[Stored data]
*** Begin section ***
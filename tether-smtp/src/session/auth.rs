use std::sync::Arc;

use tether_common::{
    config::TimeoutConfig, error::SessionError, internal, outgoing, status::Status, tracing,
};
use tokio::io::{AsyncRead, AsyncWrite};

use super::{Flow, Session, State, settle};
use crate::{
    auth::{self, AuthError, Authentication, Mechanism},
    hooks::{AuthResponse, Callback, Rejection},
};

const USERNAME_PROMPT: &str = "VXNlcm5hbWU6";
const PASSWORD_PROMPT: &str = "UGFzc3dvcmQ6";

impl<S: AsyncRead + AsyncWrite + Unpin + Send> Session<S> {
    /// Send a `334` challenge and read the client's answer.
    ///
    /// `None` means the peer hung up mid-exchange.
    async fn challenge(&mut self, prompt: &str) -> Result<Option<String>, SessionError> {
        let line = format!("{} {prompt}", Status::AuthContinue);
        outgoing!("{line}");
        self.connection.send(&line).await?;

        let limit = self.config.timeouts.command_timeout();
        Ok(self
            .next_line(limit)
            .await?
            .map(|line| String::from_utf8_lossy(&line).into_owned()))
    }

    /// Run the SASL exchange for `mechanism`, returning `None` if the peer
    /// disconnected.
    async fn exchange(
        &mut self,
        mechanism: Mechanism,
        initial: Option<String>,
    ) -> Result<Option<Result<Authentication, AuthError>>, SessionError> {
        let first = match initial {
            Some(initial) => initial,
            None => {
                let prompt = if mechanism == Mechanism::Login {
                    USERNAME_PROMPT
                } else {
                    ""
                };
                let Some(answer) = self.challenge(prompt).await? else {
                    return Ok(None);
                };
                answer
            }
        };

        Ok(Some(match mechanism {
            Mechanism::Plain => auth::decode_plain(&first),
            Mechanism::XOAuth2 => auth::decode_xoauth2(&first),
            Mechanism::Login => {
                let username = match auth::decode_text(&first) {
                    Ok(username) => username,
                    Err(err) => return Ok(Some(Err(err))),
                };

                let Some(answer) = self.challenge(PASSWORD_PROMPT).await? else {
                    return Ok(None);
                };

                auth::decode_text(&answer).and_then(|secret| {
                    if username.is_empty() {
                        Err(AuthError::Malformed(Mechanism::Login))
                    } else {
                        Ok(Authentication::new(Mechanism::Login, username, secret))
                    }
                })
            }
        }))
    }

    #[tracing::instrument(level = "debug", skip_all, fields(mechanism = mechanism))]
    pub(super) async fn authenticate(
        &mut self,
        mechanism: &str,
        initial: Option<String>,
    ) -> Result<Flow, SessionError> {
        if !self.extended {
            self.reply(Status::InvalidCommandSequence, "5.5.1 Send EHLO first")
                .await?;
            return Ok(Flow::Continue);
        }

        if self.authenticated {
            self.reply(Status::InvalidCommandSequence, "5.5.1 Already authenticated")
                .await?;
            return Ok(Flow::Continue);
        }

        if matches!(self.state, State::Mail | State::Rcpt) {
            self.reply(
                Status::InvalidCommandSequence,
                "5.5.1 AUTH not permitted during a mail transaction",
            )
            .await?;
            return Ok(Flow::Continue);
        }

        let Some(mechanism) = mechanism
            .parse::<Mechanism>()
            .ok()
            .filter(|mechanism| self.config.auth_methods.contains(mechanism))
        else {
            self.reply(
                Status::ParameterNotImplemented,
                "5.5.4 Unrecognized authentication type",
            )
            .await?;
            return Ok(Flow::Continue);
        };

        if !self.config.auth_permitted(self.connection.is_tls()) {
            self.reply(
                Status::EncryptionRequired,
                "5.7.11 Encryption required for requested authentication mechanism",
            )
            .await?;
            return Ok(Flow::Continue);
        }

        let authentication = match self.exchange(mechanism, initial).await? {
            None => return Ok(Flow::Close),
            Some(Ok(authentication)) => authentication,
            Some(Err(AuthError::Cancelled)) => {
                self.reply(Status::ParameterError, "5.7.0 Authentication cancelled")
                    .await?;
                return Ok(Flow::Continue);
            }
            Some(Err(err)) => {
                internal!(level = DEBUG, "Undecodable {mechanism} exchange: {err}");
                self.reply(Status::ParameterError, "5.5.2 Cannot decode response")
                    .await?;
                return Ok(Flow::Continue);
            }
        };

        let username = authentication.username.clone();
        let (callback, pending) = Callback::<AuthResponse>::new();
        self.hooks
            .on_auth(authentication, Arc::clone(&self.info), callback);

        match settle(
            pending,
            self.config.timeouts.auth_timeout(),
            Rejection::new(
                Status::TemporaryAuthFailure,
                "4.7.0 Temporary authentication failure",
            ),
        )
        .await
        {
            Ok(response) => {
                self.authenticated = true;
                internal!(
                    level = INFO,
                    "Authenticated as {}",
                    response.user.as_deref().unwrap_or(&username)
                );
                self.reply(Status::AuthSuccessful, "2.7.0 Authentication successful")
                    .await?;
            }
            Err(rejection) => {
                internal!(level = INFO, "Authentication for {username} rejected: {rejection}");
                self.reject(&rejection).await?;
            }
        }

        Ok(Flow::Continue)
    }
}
*** End section ***
Directions for this task — Restate each record above exactly, leaving nothing out.

Solution below —
filename tether-smtp/src/session/auth.rs
use std::sync::Arc;

use tether_common::{
    config::TimeoutConfig, error::SessionError, internal, outgoing, status::Status, tracing,
};
use tokio::io::{AsyncRead, AsyncWrite};

use super::{Flow, Session, State, settle};
use crate::{
    auth::{self, AuthError, Authentication, Mechanism},
    hooks::{AuthResponse, Callback, Rejection},
};

const USERNAME_PROMPT: &str = "VXNlcm5hbWU6";
const PASSWORD_PROMPT: &str = "UGFzc3dvcmQ6";

impl<S: AsyncRead + AsyncWrite + Unpin + Send> Session<S> {
    /// Send a `334` challenge and read the client's answer.
    ///
    /// `None` means the peer hung up mid-exchange.
    async fn challenge(&mut self, prompt: &str) -> Result<Option<String>, SessionError> {
        let line = format!("{} {prompt}", Status::AuthContinue);
        outgoing!("{line}");
        self.connection.send(&line).await?;

        let limit = self.config.timeouts.command_timeout();
        Ok(self
            .next_line(limit)
            .await?
            .map(|line| String::from_utf8_lossy(&line).into_owned()))
    }

    /// Run the SASL exchange for `mechanism`, returning `None` if the peer
    /// disconnected.
    async fn exchange(
        &mut self,
        mechanism: Mechanism,
        initial: Option<String>,
    ) -> Result<Option<Result<Authentication, AuthError>>, SessionError> {
        let first = match initial {
            Some(initial) => initial,
            None => {
                let prompt = if mechanism == Mechanism::Login {
                    USERNAME_PROMPT
                } else {
                    ""
                };
                let Some(answer) = self.challenge(prompt).await? else {
                    return Ok(None);
                };
                answer
            }
        };

        Ok(Some(match mechanism {
            Mechanism::Plain => auth::decode_plain(&first),
            Mechanism::XOAuth2 => auth::decode_xoauth2(&first),
            Mechanism::Login => {
                let username = match auth::decode_text(&first) {
                    Ok(username) => username,
                    Err(err) => return Ok(Some(Err(err))),
                };

                let Some(answer) = self.challenge(PASSWORD_PROMPT).await? else {
                    return Ok(None);
                };

                auth::decode_text(&answer).and_then(|secret| {
                    if username.is_empty() {
                        Err(AuthError::Malformed(Mechanism::Login))
                    } else {
                        Ok(Authentication::new(Mechanism::Login, username, secret))
                    }
                })
            }
        }))
    }

    #[tracing::instrument(level = "debug", skip_all, fields(mechanism = mechanism))]
    pub(super) async fn authenticate(
        &mut self,
        mechanism: &str,
        initial: Option<String>,
    ) -> Result<Flow, SessionError> {
        if !self.extended {
            self.reply(Status::InvalidCommandSequence, "5.5.1 Send EHLO first")
                .await?;
            return Ok(Flow::Continue);
        }

        if self.authenticated {
            self.reply(Status::InvalidCommandSequence, "5.5.1 Already authenticated")
                .await?;
            return Ok(Flow::Continue);
        }

        if matches!(self.state, State::Mail | State::Rcpt) {
            self.reply(
                Status::InvalidCommandSequence,
                "5.5.1 AUTH not permitted during a mail transaction",
            )
            .await?;
            return Ok(Flow::Continue);
        }

        let Some(mechanism) = mechanism
            .parse::<Mechanism>()
            .ok()
            .filter(|mechanism| self.config.auth_methods.contains(mechanism))
        else {
            self.reply(
                Status::ParameterNotImplemented,
                "5.5.4 Unrecognized authentication type",
            )
            .await?;
            return Ok(Flow::Continue);
        };

        if !self.config.auth_permitted(self.connection.is_tls()) {
            self.reply(
                Status::EncryptionRequired,
                "5.7.11 Encryption required for requested authentication mechanism",
            )
            .await?;
            return Ok(Flow::Continue);
        }

        let authentication = match self.exchange(mechanism, initial).await? {
            None => return Ok(Flow::Close),
            Some(Ok(authentication)) => authentication,
            Some(Err(AuthError::Cancelled)) => {
                self.reply(Status::ParameterError, "5.7.0 Authentication cancelled")
                    .await?;
                return Ok(Flow::Continue);
            }
            Some(Err(err)) => {
                internal!(level = DEBUG, "Undecodable {mechanism} exchange: {err}");
                self.reply(Status::ParameterError, "5.5.2 Cannot decode response")
                    .await?;
                return Ok(Flow::Continue);
            }
        };

        let username = authentication.username.clone();
        let (callback, pending) = Callback::<AuthResponse>::new();
        self.hooks
            .on_auth(authentication, Arc::clone(&self.info), callback);

        match settle(
            pending,
            self.config.timeouts.auth_timeout(),
            Rejection::new(
                Status::TemporaryAuthFailure,
                "4.7.0 Temporary authentication failure",
            ),
        )
        .await
        {
            Ok(response) => {
                self.authenticated = true;
                internal!(
                    level = INFO,
                    "Authenticated as {}",
                    response.user.as_deref().unwrap_or(&username)
                );
                self.reply(Status::AuthSuccessful, "2.7.0 Authentication successful")
                    .await?;
            }
            Err(rejection) => {
                internal!(level = INFO, "Authentication for {username} rejected: {rejection}");
                self.reject(&rejection).await?;
            }
        }

        Ok(Flow::Continue)
    }
}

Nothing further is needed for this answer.